== INFORMATION GIVEN ==
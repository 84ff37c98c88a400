//! Revision log abstraction
//!
//! A revision log is any backend that offers a linearized, append-only
//! commit log per path, point-in-time retrieval of a path's bytes, and a way
//! to enumerate the changes below one directory. Revision numbers here are
//! backend-global; the versioned store turns them into dense per-object
//! counters.

use crate::error::Result;
use crate::version::VersionState;
use async_trait::async_trait;
use bytes::Bytes;
use chrono::{DateTime, Utc};
use serde::{Deserialize, Serialize};
use std::collections::BTreeMap;

/// Progress is reported at least once per this many units of work
pub const PROGRESS_BATCH: u64 = 100;

/// Backend-native kind of change to a path
#[derive(Debug, Clone, Copy, PartialEq, Eq, Hash, Serialize, Deserialize)]
pub enum ChangeKind {
    Add,
    Modify,
    /// Path re-added after a delete without being a fresh create
    Replace,
    Delete,
}

impl ChangeKind {
    /// Map onto the state callers see
    pub fn state(self) -> VersionState {
        match self {
            ChangeKind::Add => VersionState::Created,
            ChangeKind::Modify | ChangeKind::Replace => VersionState::Updated,
            ChangeKind::Delete => VersionState::Deleted,
        }
    }

    pub fn code(self) -> char {
        match self {
            ChangeKind::Add => 'A',
            ChangeKind::Modify => 'M',
            ChangeKind::Replace => 'R',
            ChangeKind::Delete => 'D',
        }
    }
}

/// One commit as seen through a directory log query
#[derive(Debug, Clone, PartialEq, Eq)]
pub struct LogEntry {
    pub revision: u64,
    pub author: String,
    pub timestamp: DateTime<Utc>,
    pub message: String,
    /// Changed paths below the queried directory
    pub changed_paths: BTreeMap<String, ChangeKind>,
}

/// One change to a single path
#[derive(Debug, Clone, PartialEq, Eq)]
pub struct ChangeRecord {
    /// Backend-global revision
    pub revision: u64,
    pub author: String,
    pub timestamp: DateTime<Utc>,
    pub kind: ChangeKind,
}

/// A single-path commit
#[derive(Debug, Clone)]
pub struct CommitRequest {
    pub path: String,
    pub state: VersionState,
    /// New bytes; `None` only for deletes
    pub content: Option<Bytes>,
    pub author: String,
    pub message: String,
}

/// Result of a successful commit
#[derive(Debug, Clone, Copy, PartialEq, Eq)]
pub struct CommitInfo {
    pub revision: u64,
    pub timestamp: DateTime<Utc>,
}

#[derive(Debug, Clone, Copy, PartialEq, Eq)]
pub enum VerifyPhase {
    /// Walking the revision log itself
    Revisions,
    /// Comparing local content with history, object by object
    Objects,
}

#[derive(Debug, Clone, Copy, PartialEq, Eq)]
pub struct VerifyProgress {
    pub phase: VerifyPhase,
    pub done: u64,
    pub total: u64,
}

impl VerifyProgress {
    pub fn percent(&self) -> u64 {
        if self.total == 0 {
            100
        } else {
            self.done * 100 / self.total
        }
    }
}

/// Callback receiving coarse verification progress
pub type ProgressFn = dyn Fn(VerifyProgress) + Send + Sync;

/// Summary of a successful verification
#[derive(Debug, Clone, Copy, Default, PartialEq, Eq, Serialize)]
pub struct VerifyReport {
    pub revisions: u64,
    pub blobs: u64,
    pub objects: u64,
}

/// Directory part of a log path (`/0000/00/x.xml` → `/0000/00`)
pub fn parent_dir(path: &str) -> &str {
    match path.rfind('/') {
        Some(0) | None => "/",
        Some(idx) => &path[..idx],
    }
}

/// Adapter over a revision-controlled repository.
///
/// Commits to the same path must be linearized by the implementation: each
/// receives a strictly greater revision and timestamp than the previous one.
#[async_trait]
pub trait RevisionLog: Send + Sync {
    /// Human-readable location, for log messages
    fn location(&self) -> String;

    async fn latest_revision(&self) -> Result<u64>;

    /// All commits touching a path below `dir`, oldest first.
    ///
    /// This is a full log scan and by far the most expensive call of the
    /// store. Implementations may cache results but must drop the cache on
    /// every commit.
    async fn log(&self, dir: &str) -> Result<Vec<LogEntry>>;

    /// Changes to exactly `path`, oldest first (scans the parent directory)
    async fn changes_affecting(&self, path: &str) -> Result<Vec<ChangeRecord>> {
        let entries = self.log(parent_dir(path)).await?;
        Ok(entries
            .into_iter()
            .filter_map(|entry| {
                let kind = *entry.changed_paths.get(path)?;
                Some(ChangeRecord {
                    revision: entry.revision,
                    author: entry.author,
                    timestamp: entry.timestamp,
                    kind,
                })
            })
            .collect())
    }

    /// Bytes of `path` as of backend `revision`
    async fn fetch(&self, path: &str, revision: u64) -> Result<Bytes>;

    async fn commit(&self, request: CommitRequest) -> Result<CommitInfo>;

    /// Every path that was ever committed, live or deleted
    async fn tracked_paths(&self) -> Result<Vec<String>>;

    /// Integrity walk over the whole backend; may take long
    async fn verify(&self, progress: Option<&ProgressFn>) -> Result<VerifyReport>;
}

#[cfg(test)]
mod tests {
    use super::*;

    #[test]
    fn test_kind_mapping() {
        assert_eq!(ChangeKind::Add.state(), VersionState::Created);
        assert_eq!(ChangeKind::Modify.state(), VersionState::Updated);
        assert_eq!(ChangeKind::Replace.state(), VersionState::Updated);
        assert_eq!(ChangeKind::Delete.state(), VersionState::Deleted);
        assert_eq!(ChangeKind::Replace.code(), 'R');
    }

    #[test]
    fn test_parent_dir() {
        assert_eq!(parent_dir("/0000/00/doc_00000042.xml"), "/0000/00");
        assert_eq!(parent_dir("/doc_42.xml"), "/");
        assert_eq!(parent_dir("doc.xml"), "/");
    }

    #[test]
    fn test_progress_percent() {
        let p = VerifyProgress { phase: VerifyPhase::Revisions, done: 250, total: 1000 };
        assert_eq!(p.percent(), 25);
        let empty = VerifyProgress { phase: VerifyPhase::Objects, done: 0, total: 0 };
        assert_eq!(empty.percent(), 100);
    }
}
//! Monotonic id allocation

use std::sync::atomic::{AtomicU64, Ordering};

/// Hands out ids strictly above everything it has seen.
///
/// Deleting an object never lowers the watermark, so ids are not reused by
/// the same store instance.
#[derive(Debug, Default)]
pub struct IdAllocator {
    watermark: AtomicU64,
}

impl IdAllocator {
    pub fn new(seed: u64) -> Self {
        Self {
            watermark: AtomicU64::new(seed),
        }
    }

    /// Record an id that is in use
    pub fn observe(&self, id: u64) {
        self.watermark.fetch_max(id, Ordering::SeqCst);
    }

    /// Allocate the next id above both the watermark and `highest_stored`.
    ///
    /// Returns `None` without moving the watermark when that id would
    /// exceed `limit`.
    pub fn next(&self, highest_stored: u64, limit: u64) -> Option<u64> {
        let candidate = |last: u64| {
            last.max(highest_stored)
                .checked_add(1)
                .filter(|id| *id <= limit)
        };
        self.watermark
            .fetch_update(Ordering::SeqCst, Ordering::SeqCst, candidate)
            .ok()
            .and_then(candidate)
    }

    pub fn watermark(&self) -> u64 {
        self.watermark.load(Ordering::SeqCst)
    }
}

#[cfg(test)]
mod tests {
    use super::*;

    const MAX: u64 = u64::MAX;

    #[test]
    fn test_allocation_is_strictly_increasing() {
        let ids = IdAllocator::new(0);
        assert_eq!(ids.next(0, MAX), Some(1));
        assert_eq!(ids.next(0, MAX), Some(2));
        // content on disk with a higher id pushes the watermark
        assert_eq!(ids.next(10, MAX), Some(11));
        // a lower highest-stored id (after deletions) never goes back
        assert_eq!(ids.next(3, MAX), Some(12));
    }

    #[test]
    fn test_observe() {
        let ids = IdAllocator::new(5);
        ids.observe(3);
        assert_eq!(ids.watermark(), 5);
        ids.observe(40);
        assert_eq!(ids.next(0, MAX), Some(41));
    }

    #[test]
    fn test_concurrent_allocation_is_unique() {
        let ids = std::sync::Arc::new(IdAllocator::new(0));
        let handles: Vec<_> = (0..8)
            .map(|_| {
                let ids = ids.clone();
                std::thread::spawn(move || (0..100).map(|_| ids.next(0, MAX).unwrap()).collect::<Vec<_>>())
            })
            .collect();
        let mut all: Vec<u64> = handles.into_iter().flat_map(|h| h.join().unwrap()).collect();
        all.sort_unstable();
        all.dedup();
        assert_eq!(all.len(), 800);
    }

    #[test]
    fn test_allocation_stops_at_limit() {
        let ids = IdAllocator::new(0);
        assert_eq!(ids.next(98, 99), Some(99));
        assert_eq!(ids.next(0, 99), None);
        assert_eq!(ids.watermark(), 99);
        // a wider limit continues where the watermark stopped
        assert_eq!(ids.next(0, 999), Some(100));
    }
}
===
_EXERCISE GOAL_
Take exactly the lines from the one containing "numbers here are" through the one containing "change to a path" in the data above, and output them with nothing added.

_RESULT FOR THIS EXERCISE_
//! to enumerate the changes below one directory. Revision numbers here are
//! backend-global; the versioned store turns them into dense per-object
//! counters.

use crate::error::Result;
use crate::version::VersionState;
use async_trait::async_trait;
use bytes::Bytes;
use chrono::{DateTime, Utc};
use serde::{Deserialize, Serialize};
use std::collections::BTreeMap;

/// Progress is reported at least once per this many units of work
pub const PROGRESS_BATCH: u64 = 100;

/// Backend-native kind of change to a path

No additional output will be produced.